Wed Jun 15, 2016, 04:08 PM
Jun 2016

But whatever successes or failures the United States has accomplished over the couple of centuries, we've gotten pretty practiced at absolving ourselves of our own atrocities or glossing them over with barely an airy hand-wave. Once they've slid down the memory hole, we're good; it's just those malcontent surviving victims or their families who stubbornly cling to the past and make a big stink about (for example) torturing people to death. You don't see us even suspending the perpetrators, let alone trying them for their crimes against humanity, do you?

 

OnyxCollie

(9,958 posts)
3. "We tortured some folks."
Thu Jun 16, 2016, 04:14 PM
Jun 2016

Despite this acknowledgement, the obligation to prosecute under the UN Convention Against Torture, and a 6,700 page Senate torture report, Eric Holder didn't prosecute anyone.

Holder Says He Will Not Permit the Criminalization of Policy Differences
http://abcnews.go.com/Politics/story?id=7410267&page=1

As lawmakers call for hearings and debate brews over forming commissions to examine the Bush administration's policies on harsh interrogation techniques, Attorney General Eric Holder confirmed to a House panel that intelligence officials who relied on legal advice from the Bush-era Justice Department would not be prosecuted.

"Those intelligence community officials who acted reasonably and in good faith and in reliance on Department of Justice opinions are not going to be prosecuted,"
he told members of a House Appropriations Subcommittee, reaffirming the White House sentiment. "It would not be fair, in my view, to bring such prosecutions."


Holder: Won't criminalize terror policy disputes
http://www.guardian.co.uk/world/feedarticle/8470942

Associated Press Writer= WASHINGTON (AP) — Attorney General Eric Holder left open the possibility Thursday to prosecuting former Bush administration officials but ruled out filing charges merely over disagreements about policy.

"I will not permit the criminalization of policy differences," Holder testified before a House Appropriations subcommittee.

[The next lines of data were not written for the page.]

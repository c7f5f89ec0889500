//! Time-series sink client. Session handlers only ever `enqueue`, which is
//! synchronous and never blocks; a dedicated task renders line protocol and
//! delivers it. Sink trouble stays in here: a full queue rejects new
//! records, failed deliveries sit in a bounded retry buffer with oldest
//! records evicted first.

use async_trait::async_trait;
use chrono::{DateTime, Utc};
use pncp_core::wire::MetricUpdate;
use std::collections::VecDeque;
use std::sync::Arc;
use thiserror::Error;
use tokio::sync::{mpsc, watch};
use tokio::task::JoinHandle;
use tracing::{debug, info, warn};

const BATCH_MAX: usize = 64;
const RETRY_BUFFER_MAX: usize = 4096;

#[derive(Debug, Error)]
pub enum SinkError {
    #[error("sink request failed: {0}")]
    Http(String),
    #[error("sink rejected write: http status {0}")]
    Status(u16),
}

#[derive(Debug, Clone, PartialEq)]
pub enum FieldValue {
    Float(f64),
    Integer(i64),
    Text(String),
}

#[derive(Debug, Clone, PartialEq)]
pub struct SinkRecord {
    pub measurement: String,
    pub agent: String,
    pub time: DateTime<Utc>,
    pub fields: Vec<(String, FieldValue)>,
}

/// Command results become one record per resolution, tagged by command name.
pub fn result_record(agent_id: &str, command: &str, exit_code: i32, output: &str) -> SinkRecord {
    SinkRecord {
        measurement: command.to_string(),
        agent: agent_id.to_string(),
        time: Utc::now(),
        fields: vec![
            ("output".to_string(), FieldValue::Text(output.to_string())),
            ("exit_code".to_string(), FieldValue::Integer(i64::from(exit_code))),
        ],
    }
}

/// Periodic telemetry becomes a `metrics` record with numeric fields only.
pub fn metric_record(agent_id: &str, update: &MetricUpdate) -> SinkRecord {
    let report = &update.report;
    SinkRecord {
        measurement: "metrics".to_string(),
        agent: agent_id.to_string(),
        time: DateTime::from_timestamp(update.collected_at, 0).unwrap_or_else(Utc::now),
        fields: vec![
            ("cpu_percent".to_string(), FieldValue::Float(report.cpu_percent)),
            ("memory_percent".to_string(), FieldValue::Float(report.memory.percent)),
            ("swap_percent".to_string(), FieldValue::Float(report.memory.swap_percent)),
            ("load_1".to_string(), FieldValue::Float(report.load_avg.one)),
            ("load_5".to_string(), FieldValue::Float(report.load_avg.five)),
            ("load_15".to_string(), FieldValue::Float(report.load_avg.fifteen)),
            ("disk_percent".to_string(), FieldValue::Float(report.disk.percent)),
        ],
    }
}

/// Connect/disconnect/supersede/stale transitions.
pub fn status_record(agent_id: &str, status: &str) -> SinkRecord {
    SinkRecord {
        measurement: "agent_status".to_string(),
        agent: agent_id.to_string(),
        time: Utc::now(),
        fields: vec![("status".to_string(), FieldValue::Text(status.to_string()))],
    }
}

fn escape_name(value: &str) -> String {
    value.replace(',', "\\,").replace(' ', "\\ ")
}

fn escape_tag(value: &str) -> String {
    value.replace(',', "\\,").replace('=', "\\=").replace(' ', "\\ ")
}

fn escape_text(value: &str) -> String {
    value.replace('\\', "\\\\").replace('"', "\\\"")
}

fn render_line(record: &SinkRecord) -> String {
    let mut line = format!(
        "{},agent={} ",
        escape_name(&record.measurement),
        escape_tag(&record.agent)
    );
    for (idx, (name, value)) in record.fields.iter().enumerate() {
        if idx > 0 {
            line.push(',');
        }
        line.push_str(&escape_name(name));
        line.push('=');
        match value {
            FieldValue::Float(v) => line.push_str(&v.to_string()),
            FieldValue::Integer(v) => line.push_str(&format!("{v}i")),
            FieldValue::Text(v) => line.push_str(&format!("\"{}\"", escape_text(v))),
        }
    }
    line.push(' ');
    line.push_str(
        &record
            .time
            .timestamp_nanos_opt()
            .unwrap_or_default()
            .to_string(),
    );
    line
}

#[async_trait]
pub trait SinkTransport: Send + Sync {
    async fn ensure_database(&self) -> Result<(), SinkError>;
    async fn write_lines(&self, body: String) -> Result<(), SinkError>;
}

/// Line-protocol writes against an InfluxDB 1.x HTTP endpoint.
pub struct InfluxTransport {
    client: reqwest::Client,
    write_url: String,
    query_url: String,
    database: String,
}

impl InfluxTransport {
    pub fn new(base_url: &str, database: &str) -> Self {
        let base = base_url.trim_end_matches('/');
        Self {
            client: reqwest::Client::new(),
            write_url: format!("{base}/write?db={database}&precision=ns"),
            query_url: format!("{base}/query"),
            database: database.to_string(),
        }
    }
}

#[async_trait]
impl SinkTransport for InfluxTransport {
    async fn ensure_database(&self) -> Result<(), SinkError> {
        let query = format!("CREATE DATABASE \"{}\"", self.database);
        let response = self
            .client
            .post(&self.query_url)
            .form(&[("q", query.as_str())])
            .send()
            .await
            .map_err(|err| SinkError::Http(err.to_string()))?;
        if !response.status().is_success() {
            return Err(SinkError::Status(response.status().as_u16()));
        }
        Ok(())
    }

    async fn write_lines(&self, body: String) -> Result<(), SinkError> {
        let response = self
            .client
            .post(&self.write_url)
            .body(body)
            .send()
            .await
            .map_err(|err| SinkError::Http(err.to_string()))?;
        if !response.status().is_success() {
            return Err(SinkError::Status(response.status().as_u16()));
        }
        Ok(())
    }
}

#[derive(Clone)]
pub struct MetricsSink {
    tx: mpsc::Sender<SinkRecord>,
}

impl MetricsSink {
    /// Spawns the delivery task and hands back the enqueue side.
    pub fn start(
        transport: Arc<dyn SinkTransport>,
        capacity: usize,
        shutdown: watch::Receiver<bool>,
    ) -> (Self, JoinHandle<()>) {
        let (tx, rx) = mpsc::channel(capacity);
        let task = tokio::spawn(deliver_loop(transport, rx, shutdown));
        (Self { tx }, task)
    }

    /// Never blocks. A full queue means the sink is behind; the new record
    /// is dropped and counted against the sink, not the session.
    pub fn enqueue(&self, record: SinkRecord) {
        match self.tx.try_send(record) {
            Ok(()) => {}
            Err(mpsc::error::TrySendError::Full(record)) => {
                warn!(event = "sink_queue_full", measurement = %record.measurement);
            }
            Err(mpsc::error::TrySendError::Closed(_)) => {
                warn!(event = "sink_closed");
            }
        }
    }
}

async fn deliver_loop(
    transport: Arc<dyn SinkTransport>,
    mut rx: mpsc::Receiver<SinkRecord>,
    mut shutdown: watch::Receiver<bool>,
) {
    let mut retry: VecDeque<String> = VecDeque::new();
    loop {
        tokio::select! {
            changed = shutdown.changed() => {
                if changed.is_ok() && *shutdown.borrow() {
                    break;
                }
            }
            received = rx.recv() => {
                let Some(first) = received else { break };
                let mut batch = vec![first];
                while batch.len() < BATCH_MAX {
                    match rx.try_recv() {
                        Ok(record) => batch.push(record),
                        Err(_) => break,
                    }
                }
                for record in &batch {
                    if retry.len() == RETRY_BUFFER_MAX {
                        retry.pop_front();
                        warn!(event = "sink_retry_evicted");
                    }
                    retry.push_back(render_line(record));
                }
                attempt_flush(transport.as_ref(), &mut retry).await;
            }
        }
    }
    // Final drain: whatever is still queued gets one delivery attempt.
    while let Ok(record) = rx.try_recv() {
        if retry.len() == RETRY_BUFFER_MAX {
            retry.pop_front();
        }
        retry.push_back(render_line(&record));
    }
    attempt_flush(transport.as_ref(), &mut retry).await;
    info!(event = "sink_stopped", undelivered = retry.len());
}

async fn attempt_flush(transport: &dyn SinkTransport, retry: &mut VecDeque<String>) {
    if retry.is_empty() {
        return;
    }
    let mut body = retry.iter().cloned().collect::<Vec<_>>().join("\n");
    body.push('\n');
    match transport.write_lines(body).await {
        Ok(()) => {
            debug!(event = "sink_delivered", lines = retry.len());
            retry.clear();
        }
        Err(err) => {
            warn!(event = "sink_write_failed", error = %err, buffered = retry.len());
        }
    }
}

#[cfg(test)]
mod tests {
    use super::*;
    use std::sync::Mutex;
    use std::time::Duration;

    struct RecordingTransport {
        bodies: Mutex<Vec<String>>,
    }

    #[async_trait]
    impl SinkTransport for RecordingTransport {
        async fn ensure_database(&self) -> Result<(), SinkError> {
            Ok(())
        }

        async fn write_lines(&self, body: String) -> Result<(), SinkError> {
            self.bodies.lock().unwrap().push(body);
            Ok(())
        }
    }

    struct FailingTransport;

    #[async_trait]
    impl SinkTransport for FailingTransport {
        async fn ensure_database(&self) -> Result<(), SinkError> {
            Err(SinkError::Http("unreachable".to_string()))
        }

        async fn write_lines(&self, _body: String) -> Result<(), SinkError> {
            Err(SinkError::Http("unreachable".to_string()))
        }
    }

    #[test]
    fn line_protocol_escapes_tags_and_text_fields() {
        let record = SinkRecord {
            measurement: "agent status".to_string(),
            agent: "pi 1,rack=a".to_string(),
            time: DateTime::from_timestamp(1_700_000_000, 0).expect("ts"),
            fields: vec![
                ("output".to_string(), FieldValue::Text("say \"hi\"".to_string())),
                ("exit_code".to_string(), FieldValue::Integer(0)),
                ("load".to_string(), FieldValue::Float(0.5)),
            ],
        };
        assert_eq!(
            render_line(&record),
            "agent\\ status,agent=pi\\ 1\\,rack\\=a output=\"say \\\"hi\\\"\",exit_code=0i,load=0.5 1700000000000000000"
        );
    }

    #[tokio::test]
    async fn records_are_delivered_as_line_batches() {
        let transport = Arc::new(RecordingTransport {
            bodies: Mutex::new(Vec::new()),
        });
        let (_shutdown_tx, shutdown_rx) = watch::channel(false);
        let (sink, task) = MetricsSink::start(transport.clone(), 16, shutdown_rx);

        sink.enqueue(result_record("pi-1", "uptime", 0, "up 3 days"));
        sink.enqueue(status_record("pi-1", "connected"));

        tokio::time::sleep(Duration::from_millis(50)).await;
        drop(sink);
        task.await.expect("delivery task");

        let bodies = transport.bodies.lock().unwrap().join("");
        assert!(bodies.contains("uptime,agent=pi-1"));
        assert!(bodies.contains("agent_status,agent=pi-1"));
        assert!(bodies.contains("\"connected\""));
    }

    #[tokio::test]
    async fn full_queue_drops_without_blocking() {
        let transport = Arc::new(FailingTransport);
        let (_shutdown_tx, shutdown_rx) = watch::channel(false);
        // Capacity 1 and a transport that never succeeds: the queue jams
        // almost immediately, and every enqueue must still return.
        let (sink, task) = MetricsSink::start(transport, 1, shutdown_rx);
        for i in 0..100 {
            sink.enqueue(result_record("pi-1", "uptime", 0, &format!("row {i}")));
        }
        drop(sink);
        task.await.expect("delivery task");
    }

    #[tokio::test]
    async fn failed_deliveries_are_retried_on_the_next_batch() {
        struct FlakyTransport {
            calls: Mutex<u32>,
            bodies: Mutex<Vec<String>>,
        }

        #[async_trait]
        impl SinkTransport for FlakyTransport {
            async fn ensure_database(&self) -> Result<(), SinkError> {
                Ok(())
            }

            async fn write_lines(&self, body: String) -> Result<(), SinkError> {
                let mut calls = self.calls.lock().unwrap();
                *calls += 1;
                if *calls == 1 {
                    return Err(SinkError::Status(503));
                }
                self.bodies.lock().unwrap().push(body);
                Ok(())
            }
        }

        let transport = Arc::new(FlakyTransport {
            calls: Mutex::new(0),
            bodies: Mutex::new(Vec::new()),
        });
        let (_shutdown_tx, shutdown_rx) = watch::channel(false);
        let (sink, task) = MetricsSink::start(transport.clone(), 16, shutdown_rx);

        sink.enqueue(result_record("pi-1", "uptime", 0, "first"));
        tokio::time::sleep(Duration::from_millis(50)).await;
        sink.enqueue(result_record("pi-1", "uptime", 0, "second"));
        tokio::time::sleep(Duration::from_millis(50)).await;
        drop(sink);
        task.await.expect("delivery task");

        let bodies = transport.bodies.lock().unwrap().join("");
        // The failed first record rides along with the later batch.
        assert!(bodies.contains("first"));
        assert!(bodies.contains("second"));
    }
}
#[derive(Debug, Clone, Copy, PartialEq, Eq)]
pub(crate) enum CloseReason {
    Open,
    Superseded,
    Stale,
    Shutdown,
}

impl CloseReason {
    fn as_str(self) -> &'static str {
        match self {
            CloseReason::Open => "open",
            CloseReason::Superseded => "superseded",
            CloseReason::Stale => "stale",
            CloseReason::Shutdown => "shutdown",
        }
    }
}

pub(crate) struct SessionHandle {
    agent_id: String,
    conn_id: String,
    state: SessionState,
    last_seen: Instant,
    sender: mpsc::Sender<Message>,
    close: watch::Sender<CloseReason>,
}

/// agent id -> live session. Exclusive owner of session lifetimes; handlers
/// hold only their own connection halves.
pub(crate) struct Sessions {
    table: RwLock<HashMap<String, SessionHandle>>,
}

impl Sessions {
    pub(crate) fn new() -> Self {
        Self {
            table: RwLock::new(HashMap::new()),
        }
    }

    /// Last writer wins: returns the superseded handle, if any, for the
    /// caller to close.
    pub(crate) async fn register(&self, handle: SessionHandle) -> Option<SessionHandle> {
        self.table
            .write()
            .await
            .insert(handle.agent_id.clone(), handle)
    }

    /// Removes the entry only if it still belongs to `conn_id`; a
    /// superseded handler must not evict its replacement.
    pub(crate) async fn remove_if(&self, agent_id: &str, conn_id: &str) -> Option<SessionHandle> {
        let mut table = self.table.write().await;
        if table.get(agent_id).is_some_and(|entry| entry.conn_id == conn_id) {
            table.remove(agent_id)
        } else {
            None
        }
    }

    pub(crate) async fn touch(&self, agent_id: &str) {
        if let Some(entry) = self.table.write().await.get_mut(agent_id) {
            entry.last_seen = Instant::now();
        }
    }

    /// Queue a frame for the agent's writer task. `false` when there is no
    /// session or its queue is unusable; a full queue fails the send rather
    /// than stalling the caller behind a slow connection.
    pub(crate) async fn try_send(&self, agent_id: &str, message: Message) -> bool {
        let table = self.table.read().await;
        let Some(entry) = table.get(agent_id) else {
            return false;
        };
        if entry.state != SessionState::Active {
            return false;
        }
        match entry.sender.try_send(message) {
            Ok(()) => true,
            Err(mpsc::error::TrySendError::Full(_)) => {
                warn!(event = "session_queue_full", agent_id = agent_id);
                false
            }
            Err(mpsc::error::TrySendError::Closed(_)) => false,
        }
    }

    pub(crate) async fn list_active(&self) -> Vec<String> {
        let table = self.table.read().await;
        let mut agents = table
            .values()
            .filter(|entry| entry.state == SessionState::Active)
            .map(|entry| entry.agent_id.clone())
            .collect::<Vec<_>>();
        agents.sort();
        agents
    }

    pub(crate) async fn stale_agents(&self, stale_after: Duration) -> Vec<String> {
        let table = self.table.read().await;
        table
            .values()
            .filter(|entry| {
                entry.state == SessionState::Active && entry.last_seen.elapsed() > stale_after
            })
            .map(|entry| entry.agent_id.clone())
            .collect()
    }

    pub(crate) async fn signal_close(&self, agent_id: &str, reason: CloseReason) {
        if let Some(entry) = self.table.write().await.get_mut(agent_id) {
            entry.state = SessionState::Closing;
            let _ = entry.close.send(reason);
        }
    }

    pub(crate) async fn close_all(&self, reason: CloseReason) {
        for entry in self.table.write().await.values_mut() {
            entry.state = SessionState::Closing;
            let _ = entry.close.send(reason);
        }
    }

    pub(crate) async fn is_empty(&self) -> bool {
        self.table.read().await.is_empty()
    }
}

/// Full verification of an auth response against the challenge we issued.
/// The replay window is checked before the MAC: a stale challenge fails
/// regardless of signature correctness.
pub(crate) fn verify_auth(
    config: &ControllerConfig,
    challenge: &AuthChallenge,
    response: &AuthResponse,
    now: i64,
) -> Result<(), AuthError> {
    auth::validate_agent_id(&response.agent_id)?;
    if let Some(roster) = &config.roster {
        if !roster.contains(&response.agent_id) {
            return Err(AuthError::UnknownAgent(response.agent_id.clone()));
        }
    }
    auth::check_replay_window(challenge.issued_at, now, config.replay_window_secs)?;
    auth::verify(
        &config.shared_secret,
        &challenge.nonce,
        challenge.issued_at,
        &response.agent_id,
        &response.mac,
    )
}
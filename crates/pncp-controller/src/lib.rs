pub mod audit;
pub mod dispatch;
pub mod session;
pub mod sink;

use crate::audit::AuditLog;
use crate::dispatch::Dispatcher;
use crate::session::Sessions;
use crate::sink::MetricsSink;
use std::collections::HashSet;
use std::sync::atomic::{AtomicU64, Ordering};
use std::sync::Arc;
use std::time::Duration;

#[derive(Clone, Debug)]
pub struct ControllerConfig {
    pub shared_secret: Vec<u8>,
    /// Max tolerated skew between challenge timestamp and verification time.
    pub replay_window_secs: i64,
    pub auth_timeout: Duration,
    pub liveness_timeout: Duration,
    pub command_deadline: Duration,
    /// When set, only these agent ids may authenticate.
    pub roster: Option<HashSet<String>>,
    pub session_queue_capacity: usize,
    pub write_timeout: Duration,
}

impl ControllerConfig {
    pub fn new(shared_secret: Vec<u8>) -> Self {
        Self {
            shared_secret,
            replay_window_secs: 60,
            auth_timeout: Duration::from_secs(10),
            liveness_timeout: Duration::from_secs(30),
            command_deadline: Duration::from_secs(10),
            roster: None,
            session_queue_capacity: 64,
            write_timeout: Duration::from_secs(2),
        }
    }
}

/// The one shared registry: session table, pending-command table, audit log
/// and sink handle, constructed once at startup and passed by `Arc` into
/// every task that needs it.
pub struct Engine {
    pub(crate) config: ControllerConfig,
    conn_counter: AtomicU64,
    pub(crate) sessions: Sessions,
    pub(crate) dispatcher: Dispatcher,
    pub(crate) audit: AuditLog,
    pub(crate) sink: MetricsSink,
}

impl Engine {
    pub fn new(config: ControllerConfig, audit: AuditLog, sink: MetricsSink) -> Arc<Self> {
        Arc::new(Self {
            config,
            conn_counter: AtomicU64::new(0),
            sessions: Sessions::new(),
            dispatcher: Dispatcher::new(),
            audit,
            sink,
        })
    }

    pub fn config(&self) -> &ControllerConfig {
        &self.config
    }

    pub fn audit(&self) -> &AuditLog {
        &self.audit
    }

    pub(crate) fn next_conn_id(&self) -> String {
        let id = self.conn_counter.fetch_add(1, Ordering::SeqCst) + 1;
        format!("conn-{id}")
    }

    /// Snapshot of currently active agent ids; may be stale by the time it
    /// is used.
    pub async fn active_agents(&self) -> Vec<String> {
        self.sessions.list_active().await
    }
}
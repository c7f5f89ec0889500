use serde::{Deserialize, Serialize};
use std::fmt;
use std::str::FromStr;

/// The closed set of commands an agent will execute. Membership changes by
/// redeploying the controller, never at runtime.
#[derive(Debug, Clone, Copy, Serialize, Deserialize, PartialEq, Eq, Hash)]
#[serde(rename_all = "lowercase")]
pub enum CommandKey {
    Uptime,
    Hostname,
    Disk,
    Metrics,
    Lslogs,
    Network,
}

impl CommandKey {
    pub const ALL: [CommandKey; 6] = [
        CommandKey::Uptime,
        CommandKey::Hostname,
        CommandKey::Disk,
        CommandKey::Metrics,
        CommandKey::Lslogs,
        CommandKey::Network,
    ];

    pub fn as_str(&self) -> &'static str {
        match self {
            CommandKey::Uptime => "uptime",
            CommandKey::Hostname => "hostname",
            CommandKey::Disk => "disk",
            CommandKey::Metrics => "metrics",
            CommandKey::Lslogs => "lslogs",
            CommandKey::Network => "network",
        }
    }
}

impl fmt::Display for CommandKey {
    fn fmt(&self, f: &mut fmt::Formatter<'_>) -> fmt::Result {
        f.write_str(self.as_str())
    }
}

impl FromStr for CommandKey {
    type Err = String;

    fn from_str(input: &str) -> Result<Self, Self::Err> {
        match input.trim().to_lowercase().as_str() {
            "uptime" => Ok(CommandKey::Uptime),
            "hostname" => Ok(CommandKey::Hostname),
            "disk" => Ok(CommandKey::Disk),
            "metrics" => Ok(CommandKey::Metrics),
            "lslogs" => Ok(CommandKey::Lslogs),
            "network" => Ok(CommandKey::Network),
            other => Err(format!("not a whitelisted command: {other}")),
        }
    }
}

/// Terminal state of an accepted command request. Rejected commands never
/// become requests and are reported separately at the parse boundary.
#[derive(Debug, Clone, PartialEq, Eq)]
pub enum CommandOutcome {
    Success { output: String },
    Failure { exit_code: i32, output: String },
    Timeout,
}

impl CommandOutcome {
    pub fn status(&self) -> &'static str {
        match self {
            CommandOutcome::Success { .. } => "success",
            CommandOutcome::Failure { .. } => "failure",
            CommandOutcome::Timeout => "timeout",
        }
    }
}

#[cfg(test)]
mod tests {
    use super::*;

    #[test]
    fn every_key_round_trips_through_its_name() {
        for key in CommandKey::ALL {
            assert_eq!(key.as_str().parse::<CommandKey>(), Ok(key));
        }
    }

    #[test]
    fn parse_normalizes_case_and_whitespace() {
        assert_eq!(" Uptime ".parse::<CommandKey>(), Ok(CommandKey::Uptime));
    }

    #[test]
    fn arbitrary_strings_are_rejected() {
        assert!("reboot".parse::<CommandKey>().is_err());
        assert!("uptime; rm -rf /".parse::<CommandKey>().is_err());
        assert!("".parse::<CommandKey>().is_err());
    }
}
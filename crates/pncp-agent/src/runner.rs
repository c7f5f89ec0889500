//! Command execution. Each whitelisted key has a fixed effect; arguments
//! from the wire are not spliced into anything the host runs.

use crate::metrics;
use pncp_core::command::CommandKey;
use std::time::Duration;
use tokio::process::Command;
use tokio::time::timeout;

const SUBPROCESS_TIMEOUT: Duration = Duration::from_secs(30);

/// Exit code reported when a subprocess outlives its window.
pub const TIMEOUT_EXIT_CODE: i32 = -124;

pub async fn run(command: CommandKey) -> (i32, String) {
    match command {
        CommandKey::Uptime => exec("uptime", &[], SUBPROCESS_TIMEOUT).await,
        CommandKey::Hostname => host_name(),
        CommandKey::Disk => disk_summary(),
        CommandKey::Metrics => metrics_json(),
        CommandKey::Lslogs => exec("/usr/bin/ls", &["/var/log"], SUBPROCESS_TIMEOUT).await,
        CommandKey::Network => network_summary(),
    }
}

fn host_name() -> (i32, String) {
    match hostname::get() {
        Ok(name) => (0, name.to_string_lossy().into_owned()),
        Err(err) => (-1, err.to_string()),
    }
}

fn disk_summary() -> (i32, String) {
    match sys_info::disk_info() {
        Ok(disk) => {
            let total = disk.total * 1024;
            let free = disk.free * 1024;
            let used = total.saturating_sub(free);
            let percent = if total == 0 {
                0.0
            } else {
                used as f64 / total as f64 * 100.0
            };
            (
                0,
                format!("total={total} used={used} free={free} percent={percent:.1}"),
            )
        }
        Err(err) => (-1, err.to_string()),
    }
}

fn metrics_json() -> (i32, String) {
    match metrics::collect() {
        Ok(report) => match serde_json::to_string(&report) {
            Ok(rendered) => (0, rendered),
            Err(err) => (-1, err.to_string()),
        },
        Err(err) => (-1, err),
    }
}

fn network_summary() -> (i32, String) {
    let counters = metrics::net_counters();
    if counters.is_empty() {
        return (0, "no interface counters available".to_string());
    }
    let rendered = counters
        .iter()
        .map(|(iface, stats)| {
            format!(
                "{iface}: sent={} recv={}",
                stats.bytes_sent, stats.bytes_recv
            )
        })
        .collect::<Vec<_>>()
        .join("\n");
    (0, rendered)
}

async fn exec(program: &str, args: &[&str], window: Duration) -> (i32, String) {
    let child = Command::new(program)
        .args(args)
        .kill_on_drop(true)
        .output();
    match timeout(window, child).await {
        Err(_) => (TIMEOUT_EXIT_CODE, "command timed out".to_string()),
        Ok(Err(err)) => (-1, err.to_string()),
        Ok(Ok(output)) => {
            let mut text = String::from_utf8_lossy(&output.stdout).into_owned();
            text.push_str(&String::from_utf8_lossy(&output.stderr));
            (output.status.code().unwrap_or(-1), text)
        }
    }
}

#[cfg(test)]
mod tests {
    use super::*;

    #[tokio::test]
    async fn exec_reports_the_timeout_exit_code() {
        let (exit_code, output) = exec("sleep", &["5"], Duration::from_millis(50)).await;
        assert_eq!(exit_code, TIMEOUT_EXIT_CODE);
        assert_eq!(output, "command timed out");
    }

    #[tokio::test]
    async fn exec_surfaces_spawn_failures() {
        let (exit_code, output) =
            exec("/nonexistent/binary", &[], Duration::from_secs(1)).await;
        assert_eq!(exit_code, -1);
        assert!(!output.is_empty());
    }

    #[tokio::test]
    async fn exec_captures_exit_code_and_output() {
        let (exit_code, output) = exec("sh", &["-c", "echo hi; exit 3"], Duration::from_secs(5)).await;
        assert_eq!(exit_code, 3);
        assert_eq!(output.trim(), "hi");
    }

    #[test]
    fn hostname_resolves_on_this_host() {
        let (exit_code, output) = host_name();
        assert_eq!(exit_code, 0);
        assert!(!output.is_empty());
    }
}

"However, it is my responsibility as attorney general to enforce the law. It is my duty to enforce the law. If I see evidence of wrongdoing I will pursue it to the full extent of the law," he said.


~snip~

"It is certainly the intention of this administration not to play hide and seek, or not to release certain things," said Holder. "It is not our intention to try to advance a political agenda or to try to hide things from the American people."


CIA Exhales: 99 Out of 101 Torture Cases Dropped
http://www.wired.com/dangerroom/2011/06/cia-exhales-99-out-of-101-torture-cases-dropped/

This is how one of the darkest chapters in U.S. counterterrorism ends: with practically every instance of suspected CIA torture dodging criminal scrutiny. It’s one of the greatest gifts the Justice Department could have given the CIA as David Petraeus takes over the agency.

Over two years after Attorney General Eric Holder instructed a special prosecutor, John Durham, to “preliminar(ily) review” whether CIA interrogators unlawfully tortured detainees in their custody, Holder announced on Thursday afternoon that he’ll pursue criminal investigations in precisely two out of 101 cases of suspected detainee abuse. Some of them turned out not to have involved CIA officials after all. Both of the cases that move on to a criminal phase involved the “death in custody” of detainees, Holder said.

But just because there’s a further criminal inquiry doesn’t necessarily mean there will be any charges brought against CIA officials involved in those deaths. If Holder’s decision on Thursday doesn’t actually end the Justice Department’s review of torture in CIA facilities, it brings it awfully close, as outgoing CIA Director Leon Panetta noted.

“On this, my last day as Director, I welcome the news that the broader inquiries are behind us,” Panetta wrote to the CIA staff on Thursday. “We are now finally about to close this chapter of our Agency’s history.”